§ **WHAT IS EXPECTED**: Copy out all the entries exactly.

§ **Stored data**:
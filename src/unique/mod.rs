//! Utility to ensure a single instance of the uninstaller is running

use std::path::PathBuf;
use thiserror::Error;

cfg_if::cfg_if! {
    if #[cfg(unix)] {
        mod unix;
        use self::unix as platform;
    } else {
        compile_error!("unsupported platform");
    }
}

pub use platform::UninstallerInstance;

#[derive(Debug, Error)]
pub enum Error {
    #[error("Unable to check if the uninstaller is already running: {0}")]
    PlatformError(#[source] Box<dyn std::error::Error + Send + Sync>),
    #[error("The uninstaller is already running (lock held on {})", .0.display())]
    AlreadyRunning(PathBuf),
}

/// Location of the lock file shared by every front-end
pub fn get_lock_path() -> PathBuf {
    dirs::runtime_dir()
        .unwrap_or_else(std::env::temp_dir)
        .join(format!("{}.lock", crate::common::APP_DIRECTORY_NAME))
}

§ **FINISHED EXERCISE**:
filename src/unique/mod.rs
//! Utility to ensure a single instance of the uninstaller is running

use std::path::PathBuf;
use thiserror::Error;

cfg_if::cfg_if! {
    if #[cfg(unix)] {
        mod unix;
        use self::unix as platform;
    } else {
        compile_error!("unsupported platform");
    }
}

pub use platform::UninstallerInstance;

#[derive(Debug, Error)]
pub enum Error {
    #[error("Unable to check if the uninstaller is already running: {0}")]
    PlatformError(#[source] Box<dyn std::error::Error + Send + Sync>),
    #[error("The uninstaller is already running (lock held on {})", .0.display())]
    AlreadyRunning(PathBuf),
}

/// Location of the lock file shared by every front-end
pub fn get_lock_path() -> PathBuf {
    dirs::runtime_dir()
        .unwrap_or_else(std::env::temp_dir)
        .join(format!("{}.lock", crate::common::APP_DIRECTORY_NAME))
}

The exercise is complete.